● ASSIGNMENT:
As the answer, give every line of the records that includes the word "shared".

● GIVEN DATA:
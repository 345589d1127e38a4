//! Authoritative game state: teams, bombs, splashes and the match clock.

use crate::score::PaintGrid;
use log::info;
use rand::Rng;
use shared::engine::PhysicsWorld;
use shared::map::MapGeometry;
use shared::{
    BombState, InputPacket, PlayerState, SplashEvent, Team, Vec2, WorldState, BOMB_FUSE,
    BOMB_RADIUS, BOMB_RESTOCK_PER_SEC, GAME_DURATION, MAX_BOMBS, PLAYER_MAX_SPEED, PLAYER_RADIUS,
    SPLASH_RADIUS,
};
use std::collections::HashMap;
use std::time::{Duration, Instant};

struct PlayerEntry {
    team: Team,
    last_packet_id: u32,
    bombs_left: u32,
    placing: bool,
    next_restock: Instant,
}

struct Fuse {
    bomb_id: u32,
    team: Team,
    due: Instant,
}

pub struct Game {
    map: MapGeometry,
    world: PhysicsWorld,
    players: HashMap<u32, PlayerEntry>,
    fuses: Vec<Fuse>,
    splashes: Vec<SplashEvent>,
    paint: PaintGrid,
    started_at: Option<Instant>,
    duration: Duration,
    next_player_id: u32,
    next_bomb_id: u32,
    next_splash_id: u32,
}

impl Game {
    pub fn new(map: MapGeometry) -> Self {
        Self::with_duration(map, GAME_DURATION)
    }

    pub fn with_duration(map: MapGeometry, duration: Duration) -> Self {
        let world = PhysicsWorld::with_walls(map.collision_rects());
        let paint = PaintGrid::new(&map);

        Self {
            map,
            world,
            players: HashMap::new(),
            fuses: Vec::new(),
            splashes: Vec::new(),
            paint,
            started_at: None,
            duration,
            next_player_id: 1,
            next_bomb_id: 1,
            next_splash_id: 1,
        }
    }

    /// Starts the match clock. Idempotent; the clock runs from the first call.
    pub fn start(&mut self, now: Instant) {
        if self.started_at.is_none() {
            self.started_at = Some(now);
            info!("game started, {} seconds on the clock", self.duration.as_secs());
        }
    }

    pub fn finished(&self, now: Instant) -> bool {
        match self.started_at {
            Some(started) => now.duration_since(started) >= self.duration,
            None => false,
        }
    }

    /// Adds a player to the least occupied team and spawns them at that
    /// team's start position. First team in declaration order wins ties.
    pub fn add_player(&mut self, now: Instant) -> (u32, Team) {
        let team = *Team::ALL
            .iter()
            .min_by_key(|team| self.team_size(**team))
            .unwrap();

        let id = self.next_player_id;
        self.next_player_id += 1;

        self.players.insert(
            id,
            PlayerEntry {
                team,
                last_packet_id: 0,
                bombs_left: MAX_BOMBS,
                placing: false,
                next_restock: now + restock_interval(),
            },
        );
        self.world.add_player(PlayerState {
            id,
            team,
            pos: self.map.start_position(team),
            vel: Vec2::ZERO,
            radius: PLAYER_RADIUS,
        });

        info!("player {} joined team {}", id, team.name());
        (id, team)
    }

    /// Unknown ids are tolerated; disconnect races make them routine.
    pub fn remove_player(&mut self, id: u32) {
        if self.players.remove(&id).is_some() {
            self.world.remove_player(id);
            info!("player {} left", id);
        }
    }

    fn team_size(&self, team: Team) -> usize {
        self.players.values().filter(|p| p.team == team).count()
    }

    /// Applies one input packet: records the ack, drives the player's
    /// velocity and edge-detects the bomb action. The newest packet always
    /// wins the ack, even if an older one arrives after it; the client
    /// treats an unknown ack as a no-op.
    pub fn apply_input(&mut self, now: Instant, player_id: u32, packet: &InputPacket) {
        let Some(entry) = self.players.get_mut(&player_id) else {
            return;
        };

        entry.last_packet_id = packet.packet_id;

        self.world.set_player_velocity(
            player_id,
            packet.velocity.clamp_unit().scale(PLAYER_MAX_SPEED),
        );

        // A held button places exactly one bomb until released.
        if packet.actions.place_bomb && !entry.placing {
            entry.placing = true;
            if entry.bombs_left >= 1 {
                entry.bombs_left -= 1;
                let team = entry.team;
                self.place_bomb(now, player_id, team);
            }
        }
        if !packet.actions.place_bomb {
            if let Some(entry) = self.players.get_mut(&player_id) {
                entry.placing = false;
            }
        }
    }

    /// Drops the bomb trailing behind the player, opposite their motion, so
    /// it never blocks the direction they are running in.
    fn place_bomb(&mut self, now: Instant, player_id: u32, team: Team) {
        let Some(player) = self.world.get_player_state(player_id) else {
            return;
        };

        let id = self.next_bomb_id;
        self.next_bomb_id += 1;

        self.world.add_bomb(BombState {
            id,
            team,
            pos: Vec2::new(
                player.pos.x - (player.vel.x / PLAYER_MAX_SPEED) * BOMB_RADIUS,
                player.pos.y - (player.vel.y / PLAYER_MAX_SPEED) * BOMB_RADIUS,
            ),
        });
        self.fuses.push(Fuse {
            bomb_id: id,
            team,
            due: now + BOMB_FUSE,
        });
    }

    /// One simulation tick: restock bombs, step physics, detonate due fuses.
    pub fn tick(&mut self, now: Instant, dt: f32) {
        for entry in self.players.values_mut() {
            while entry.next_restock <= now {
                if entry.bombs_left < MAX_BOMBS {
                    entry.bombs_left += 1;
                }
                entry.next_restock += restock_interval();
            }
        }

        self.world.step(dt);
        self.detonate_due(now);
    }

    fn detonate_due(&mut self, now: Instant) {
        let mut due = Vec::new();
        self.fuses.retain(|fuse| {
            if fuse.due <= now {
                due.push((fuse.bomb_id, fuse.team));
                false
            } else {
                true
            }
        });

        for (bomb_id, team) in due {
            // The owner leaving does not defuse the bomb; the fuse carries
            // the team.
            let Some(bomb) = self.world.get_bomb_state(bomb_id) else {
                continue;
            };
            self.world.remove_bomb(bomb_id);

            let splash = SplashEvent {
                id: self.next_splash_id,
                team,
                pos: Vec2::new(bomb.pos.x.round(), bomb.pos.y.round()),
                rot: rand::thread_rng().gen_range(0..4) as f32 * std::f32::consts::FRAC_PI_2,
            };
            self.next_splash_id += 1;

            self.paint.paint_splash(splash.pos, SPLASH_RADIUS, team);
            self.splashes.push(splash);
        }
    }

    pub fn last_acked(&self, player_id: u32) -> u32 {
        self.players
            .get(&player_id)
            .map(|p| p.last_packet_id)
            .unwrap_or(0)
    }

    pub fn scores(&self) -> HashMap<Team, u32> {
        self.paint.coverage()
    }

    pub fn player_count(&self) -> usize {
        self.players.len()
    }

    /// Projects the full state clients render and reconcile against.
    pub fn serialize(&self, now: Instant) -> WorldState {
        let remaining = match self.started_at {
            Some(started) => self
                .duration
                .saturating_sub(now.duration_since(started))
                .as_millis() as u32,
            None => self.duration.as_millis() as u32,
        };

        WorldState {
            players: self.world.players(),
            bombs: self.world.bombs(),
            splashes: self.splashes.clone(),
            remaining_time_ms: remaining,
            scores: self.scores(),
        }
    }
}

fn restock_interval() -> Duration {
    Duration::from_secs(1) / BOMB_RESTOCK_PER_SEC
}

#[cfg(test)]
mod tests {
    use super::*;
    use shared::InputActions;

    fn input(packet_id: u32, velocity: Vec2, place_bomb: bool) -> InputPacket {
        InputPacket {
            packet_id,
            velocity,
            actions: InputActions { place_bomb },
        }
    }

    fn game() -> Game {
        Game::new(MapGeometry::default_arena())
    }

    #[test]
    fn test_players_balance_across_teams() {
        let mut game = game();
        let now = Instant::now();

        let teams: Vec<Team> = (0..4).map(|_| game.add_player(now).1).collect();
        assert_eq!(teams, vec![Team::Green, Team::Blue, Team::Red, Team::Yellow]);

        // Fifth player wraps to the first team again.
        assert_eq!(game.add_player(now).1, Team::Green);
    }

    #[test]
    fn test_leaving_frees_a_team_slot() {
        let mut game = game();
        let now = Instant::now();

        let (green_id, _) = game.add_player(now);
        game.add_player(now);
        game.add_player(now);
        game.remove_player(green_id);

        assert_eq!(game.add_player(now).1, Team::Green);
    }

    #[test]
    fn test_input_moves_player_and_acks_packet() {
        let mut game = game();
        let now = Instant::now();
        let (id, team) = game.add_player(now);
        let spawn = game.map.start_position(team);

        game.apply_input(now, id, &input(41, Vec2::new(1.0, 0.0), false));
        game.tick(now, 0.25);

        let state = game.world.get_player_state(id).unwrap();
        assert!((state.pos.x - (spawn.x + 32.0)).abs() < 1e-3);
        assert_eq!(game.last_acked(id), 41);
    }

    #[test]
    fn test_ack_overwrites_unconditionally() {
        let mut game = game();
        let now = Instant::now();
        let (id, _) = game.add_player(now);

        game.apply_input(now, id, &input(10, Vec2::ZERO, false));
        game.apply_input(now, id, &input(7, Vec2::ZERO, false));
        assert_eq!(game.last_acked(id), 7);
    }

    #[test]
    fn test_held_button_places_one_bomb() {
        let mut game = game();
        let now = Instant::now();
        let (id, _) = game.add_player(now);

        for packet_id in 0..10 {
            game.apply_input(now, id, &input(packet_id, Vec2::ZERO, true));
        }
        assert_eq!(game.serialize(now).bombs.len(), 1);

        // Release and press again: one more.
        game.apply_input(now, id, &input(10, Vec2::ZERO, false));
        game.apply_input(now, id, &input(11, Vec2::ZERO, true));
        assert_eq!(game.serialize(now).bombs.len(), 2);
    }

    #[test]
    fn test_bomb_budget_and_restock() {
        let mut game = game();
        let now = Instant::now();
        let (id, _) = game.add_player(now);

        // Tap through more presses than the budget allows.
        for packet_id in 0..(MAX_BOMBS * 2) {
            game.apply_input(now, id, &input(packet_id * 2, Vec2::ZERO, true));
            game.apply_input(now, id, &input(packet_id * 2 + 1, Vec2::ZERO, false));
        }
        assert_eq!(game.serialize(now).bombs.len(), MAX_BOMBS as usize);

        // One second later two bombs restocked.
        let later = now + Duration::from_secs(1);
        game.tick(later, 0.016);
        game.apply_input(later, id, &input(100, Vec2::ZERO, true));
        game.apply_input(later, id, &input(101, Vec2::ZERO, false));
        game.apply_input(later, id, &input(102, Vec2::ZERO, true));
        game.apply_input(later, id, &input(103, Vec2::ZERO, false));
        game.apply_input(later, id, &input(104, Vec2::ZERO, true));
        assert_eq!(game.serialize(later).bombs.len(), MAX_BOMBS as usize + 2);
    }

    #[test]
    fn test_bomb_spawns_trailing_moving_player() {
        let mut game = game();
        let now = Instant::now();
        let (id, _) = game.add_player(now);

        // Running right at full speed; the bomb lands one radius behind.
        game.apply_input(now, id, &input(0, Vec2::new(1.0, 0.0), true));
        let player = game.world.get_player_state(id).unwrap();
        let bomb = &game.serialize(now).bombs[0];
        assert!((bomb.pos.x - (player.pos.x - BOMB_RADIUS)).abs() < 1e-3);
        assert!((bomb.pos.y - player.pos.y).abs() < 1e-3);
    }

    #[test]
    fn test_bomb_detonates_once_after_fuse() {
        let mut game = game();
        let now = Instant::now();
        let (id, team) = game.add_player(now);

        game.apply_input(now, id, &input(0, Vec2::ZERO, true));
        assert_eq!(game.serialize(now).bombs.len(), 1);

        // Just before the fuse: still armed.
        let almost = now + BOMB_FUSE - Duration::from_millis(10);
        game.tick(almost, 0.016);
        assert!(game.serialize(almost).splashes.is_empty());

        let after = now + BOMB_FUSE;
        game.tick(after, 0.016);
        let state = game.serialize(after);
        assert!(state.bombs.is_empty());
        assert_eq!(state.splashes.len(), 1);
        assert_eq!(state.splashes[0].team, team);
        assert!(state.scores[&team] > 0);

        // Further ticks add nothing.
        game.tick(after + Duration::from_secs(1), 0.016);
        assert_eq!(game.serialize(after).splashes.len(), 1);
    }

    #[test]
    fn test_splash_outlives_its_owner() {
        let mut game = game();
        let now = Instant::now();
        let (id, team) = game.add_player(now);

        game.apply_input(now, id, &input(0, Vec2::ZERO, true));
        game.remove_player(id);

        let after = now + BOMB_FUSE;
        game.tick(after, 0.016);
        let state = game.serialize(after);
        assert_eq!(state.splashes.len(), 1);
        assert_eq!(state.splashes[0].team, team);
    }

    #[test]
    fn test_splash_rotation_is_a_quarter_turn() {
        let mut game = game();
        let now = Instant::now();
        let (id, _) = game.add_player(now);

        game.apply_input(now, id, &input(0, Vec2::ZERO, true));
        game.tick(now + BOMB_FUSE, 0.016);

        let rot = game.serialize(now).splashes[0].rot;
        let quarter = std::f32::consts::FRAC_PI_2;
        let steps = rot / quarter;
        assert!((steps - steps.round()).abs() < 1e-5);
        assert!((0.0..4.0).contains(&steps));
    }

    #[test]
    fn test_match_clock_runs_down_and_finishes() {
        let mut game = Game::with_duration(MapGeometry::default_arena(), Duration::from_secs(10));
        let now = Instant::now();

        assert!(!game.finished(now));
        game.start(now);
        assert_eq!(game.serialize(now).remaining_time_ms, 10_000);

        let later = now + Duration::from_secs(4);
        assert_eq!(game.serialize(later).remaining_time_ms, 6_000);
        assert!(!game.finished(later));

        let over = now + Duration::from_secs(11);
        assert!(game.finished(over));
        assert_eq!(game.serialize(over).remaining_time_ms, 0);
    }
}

● WRITTEN RESPONSE:
use shared::engine::PhysicsWorld;
use shared::map::MapGeometry;
use shared::{
    use shared::InputActions;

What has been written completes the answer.